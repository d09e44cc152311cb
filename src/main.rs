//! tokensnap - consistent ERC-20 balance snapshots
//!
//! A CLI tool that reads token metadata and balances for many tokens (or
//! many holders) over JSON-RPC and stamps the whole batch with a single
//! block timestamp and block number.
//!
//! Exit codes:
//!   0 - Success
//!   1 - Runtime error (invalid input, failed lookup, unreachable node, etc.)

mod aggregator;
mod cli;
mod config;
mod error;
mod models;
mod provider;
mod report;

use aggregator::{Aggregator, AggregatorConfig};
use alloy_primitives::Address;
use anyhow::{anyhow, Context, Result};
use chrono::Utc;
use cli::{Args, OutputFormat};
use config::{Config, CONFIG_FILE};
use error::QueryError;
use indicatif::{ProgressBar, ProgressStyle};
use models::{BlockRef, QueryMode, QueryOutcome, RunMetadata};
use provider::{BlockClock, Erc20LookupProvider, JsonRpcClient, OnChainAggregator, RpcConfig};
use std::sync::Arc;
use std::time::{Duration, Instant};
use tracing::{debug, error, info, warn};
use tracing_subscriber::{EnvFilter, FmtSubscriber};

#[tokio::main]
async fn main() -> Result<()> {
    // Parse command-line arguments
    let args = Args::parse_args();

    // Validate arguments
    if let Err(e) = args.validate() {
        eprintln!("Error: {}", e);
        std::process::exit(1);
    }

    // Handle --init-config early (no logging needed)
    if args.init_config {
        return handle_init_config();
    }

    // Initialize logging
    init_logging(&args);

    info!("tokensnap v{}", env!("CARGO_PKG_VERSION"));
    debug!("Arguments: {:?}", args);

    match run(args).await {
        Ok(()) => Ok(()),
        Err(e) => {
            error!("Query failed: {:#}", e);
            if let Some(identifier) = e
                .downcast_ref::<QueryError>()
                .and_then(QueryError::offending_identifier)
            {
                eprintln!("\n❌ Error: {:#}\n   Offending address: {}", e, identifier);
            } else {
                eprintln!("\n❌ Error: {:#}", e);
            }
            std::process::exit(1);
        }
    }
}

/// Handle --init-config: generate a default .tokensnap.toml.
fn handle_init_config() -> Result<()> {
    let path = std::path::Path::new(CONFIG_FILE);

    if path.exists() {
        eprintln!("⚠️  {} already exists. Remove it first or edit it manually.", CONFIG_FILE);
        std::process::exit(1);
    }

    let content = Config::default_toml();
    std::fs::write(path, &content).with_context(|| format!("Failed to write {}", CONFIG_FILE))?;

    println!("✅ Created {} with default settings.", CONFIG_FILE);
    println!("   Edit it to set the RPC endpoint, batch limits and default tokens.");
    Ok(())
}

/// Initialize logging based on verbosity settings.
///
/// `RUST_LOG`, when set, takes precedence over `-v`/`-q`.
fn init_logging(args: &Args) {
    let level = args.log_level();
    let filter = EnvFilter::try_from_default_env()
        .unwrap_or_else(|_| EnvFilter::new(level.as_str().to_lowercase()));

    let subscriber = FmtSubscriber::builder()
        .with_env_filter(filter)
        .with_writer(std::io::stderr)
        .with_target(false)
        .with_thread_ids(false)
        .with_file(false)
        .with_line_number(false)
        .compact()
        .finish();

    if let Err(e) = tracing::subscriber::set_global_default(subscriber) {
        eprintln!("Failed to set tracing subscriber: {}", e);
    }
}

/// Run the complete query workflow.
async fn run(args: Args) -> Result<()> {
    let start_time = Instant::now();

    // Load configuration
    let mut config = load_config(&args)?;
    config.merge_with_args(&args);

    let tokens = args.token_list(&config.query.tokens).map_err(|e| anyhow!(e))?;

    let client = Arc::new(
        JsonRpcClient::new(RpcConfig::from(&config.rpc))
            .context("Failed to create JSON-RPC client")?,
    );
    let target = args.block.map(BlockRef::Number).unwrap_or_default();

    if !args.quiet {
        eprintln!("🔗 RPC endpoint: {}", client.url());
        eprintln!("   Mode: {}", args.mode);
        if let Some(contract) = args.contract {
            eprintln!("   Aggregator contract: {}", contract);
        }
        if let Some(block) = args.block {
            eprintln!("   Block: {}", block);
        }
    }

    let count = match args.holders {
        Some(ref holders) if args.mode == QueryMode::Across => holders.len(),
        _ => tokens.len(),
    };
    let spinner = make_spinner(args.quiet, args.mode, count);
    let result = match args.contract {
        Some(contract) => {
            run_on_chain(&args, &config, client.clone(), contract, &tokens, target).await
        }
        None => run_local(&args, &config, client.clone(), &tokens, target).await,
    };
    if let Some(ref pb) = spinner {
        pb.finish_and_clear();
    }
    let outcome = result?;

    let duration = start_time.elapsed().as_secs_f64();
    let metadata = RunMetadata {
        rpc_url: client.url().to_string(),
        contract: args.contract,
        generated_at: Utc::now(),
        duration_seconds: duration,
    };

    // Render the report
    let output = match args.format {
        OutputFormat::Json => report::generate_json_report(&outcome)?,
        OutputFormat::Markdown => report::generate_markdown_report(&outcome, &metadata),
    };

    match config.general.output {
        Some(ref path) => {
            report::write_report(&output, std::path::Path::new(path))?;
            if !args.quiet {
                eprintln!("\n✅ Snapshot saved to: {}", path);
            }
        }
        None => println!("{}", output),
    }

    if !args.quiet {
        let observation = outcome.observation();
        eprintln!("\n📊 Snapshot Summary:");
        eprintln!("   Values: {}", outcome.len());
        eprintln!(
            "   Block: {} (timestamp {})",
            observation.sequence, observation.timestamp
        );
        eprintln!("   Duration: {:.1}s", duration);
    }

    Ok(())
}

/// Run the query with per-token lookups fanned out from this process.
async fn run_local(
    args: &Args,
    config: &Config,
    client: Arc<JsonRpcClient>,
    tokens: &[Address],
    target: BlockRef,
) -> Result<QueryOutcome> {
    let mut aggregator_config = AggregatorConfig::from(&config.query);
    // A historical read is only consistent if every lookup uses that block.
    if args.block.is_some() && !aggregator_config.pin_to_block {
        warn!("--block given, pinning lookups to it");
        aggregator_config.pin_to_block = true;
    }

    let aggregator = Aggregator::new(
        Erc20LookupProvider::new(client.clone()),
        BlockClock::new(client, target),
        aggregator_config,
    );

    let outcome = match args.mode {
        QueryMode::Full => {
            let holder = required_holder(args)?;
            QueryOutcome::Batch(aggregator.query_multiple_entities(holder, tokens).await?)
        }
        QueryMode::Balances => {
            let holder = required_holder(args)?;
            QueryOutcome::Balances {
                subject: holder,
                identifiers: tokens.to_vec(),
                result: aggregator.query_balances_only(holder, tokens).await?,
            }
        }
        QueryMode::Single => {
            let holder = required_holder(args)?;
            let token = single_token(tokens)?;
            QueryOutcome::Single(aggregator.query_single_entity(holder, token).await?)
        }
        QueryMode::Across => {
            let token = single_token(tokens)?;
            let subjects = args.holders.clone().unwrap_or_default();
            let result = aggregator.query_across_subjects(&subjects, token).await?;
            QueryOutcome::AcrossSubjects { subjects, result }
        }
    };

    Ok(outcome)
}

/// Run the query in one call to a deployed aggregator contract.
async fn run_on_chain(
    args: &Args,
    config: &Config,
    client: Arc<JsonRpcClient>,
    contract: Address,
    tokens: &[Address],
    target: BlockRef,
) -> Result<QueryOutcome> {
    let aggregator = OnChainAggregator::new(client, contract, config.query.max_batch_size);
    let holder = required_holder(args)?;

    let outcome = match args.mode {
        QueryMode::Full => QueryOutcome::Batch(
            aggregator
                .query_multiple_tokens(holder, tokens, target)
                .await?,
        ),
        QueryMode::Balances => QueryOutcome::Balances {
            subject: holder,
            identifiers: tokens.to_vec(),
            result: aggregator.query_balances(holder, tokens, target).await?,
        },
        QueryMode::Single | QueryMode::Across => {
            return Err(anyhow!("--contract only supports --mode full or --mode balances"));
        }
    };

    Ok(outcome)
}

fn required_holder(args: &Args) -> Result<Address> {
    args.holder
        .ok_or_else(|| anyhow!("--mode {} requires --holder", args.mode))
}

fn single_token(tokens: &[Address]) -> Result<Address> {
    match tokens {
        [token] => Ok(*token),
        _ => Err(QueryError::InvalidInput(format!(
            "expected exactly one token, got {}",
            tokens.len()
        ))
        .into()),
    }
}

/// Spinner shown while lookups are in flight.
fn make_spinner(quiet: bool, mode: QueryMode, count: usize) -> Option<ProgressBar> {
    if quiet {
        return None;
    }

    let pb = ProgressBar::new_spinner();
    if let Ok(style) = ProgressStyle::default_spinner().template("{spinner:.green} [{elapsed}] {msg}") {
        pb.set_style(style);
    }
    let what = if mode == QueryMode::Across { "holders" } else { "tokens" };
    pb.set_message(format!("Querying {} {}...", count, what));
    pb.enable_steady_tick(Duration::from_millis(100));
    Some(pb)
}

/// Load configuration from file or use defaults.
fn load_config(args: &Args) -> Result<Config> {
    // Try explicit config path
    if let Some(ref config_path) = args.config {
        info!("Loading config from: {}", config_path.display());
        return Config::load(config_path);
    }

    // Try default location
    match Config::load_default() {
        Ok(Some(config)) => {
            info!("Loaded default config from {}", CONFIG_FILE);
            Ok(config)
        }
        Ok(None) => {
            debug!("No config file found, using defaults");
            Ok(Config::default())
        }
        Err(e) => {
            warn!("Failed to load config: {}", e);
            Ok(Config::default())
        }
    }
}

--------------------------------

**TASK TO CARRY OUT**
Identify the lines in the records above that contain the word "lookups", then state how many there are and nothing more.

**RESPONSE BOX**
3